Amyotrophic lateral sclerosis (ALS) is a fatal neurodegenerative disease of motor neurons.Approximately 10% of cases are classiffed as familial and 90% sporadic, although a proportion of sporadic cases have an unrecognised family history. This thesis aimed o identify novel ALS genes from familial and sporadic cases. Whole-exome and whole genome sequencing analysis identified 22 candidate gene variants in an ALS family,which were investigated using an in silico analysis pipeline including protein predictions,conservation, genic tolerance, tissue expression and gene function.
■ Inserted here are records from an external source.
pub mod auth;
pub mod checkout;
pub mod picks;
pub mod record;
pub mod scores;
pub mod system;

pub use auth::*;
pub use checkout::*;
pub use picks::*;
pub use record::*;
pub use scores::*;
pub use system::*;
Three top priority variants, in CYB5R3, DCAF7, and SAV1, were assessed using in vitro toxicity and localisation assays, with one candidate, CYB5R3, displaying a differential cytoplasmic protein expression pattern. Whole-genome data from 635 sporadic ALS patients were interrogated for ALS candidate genes (n = 21), and ten novel variants were identified, including a novel CYB5R3 variant, which rated strongly from in silico tools. Lastly, this project sought to develop a CRISPR-Cas9 protocol to generate ALS cell models for future use in the in vitro analysis pipeline. Overall, a combination of genetic, in silico and in vitro pipelines were used to identify candidate genes in an ALS kindred and apparently sporadic patients. Novel ALS genes will further our understanding of disease biology and contribute to development of diagnostics and treatments.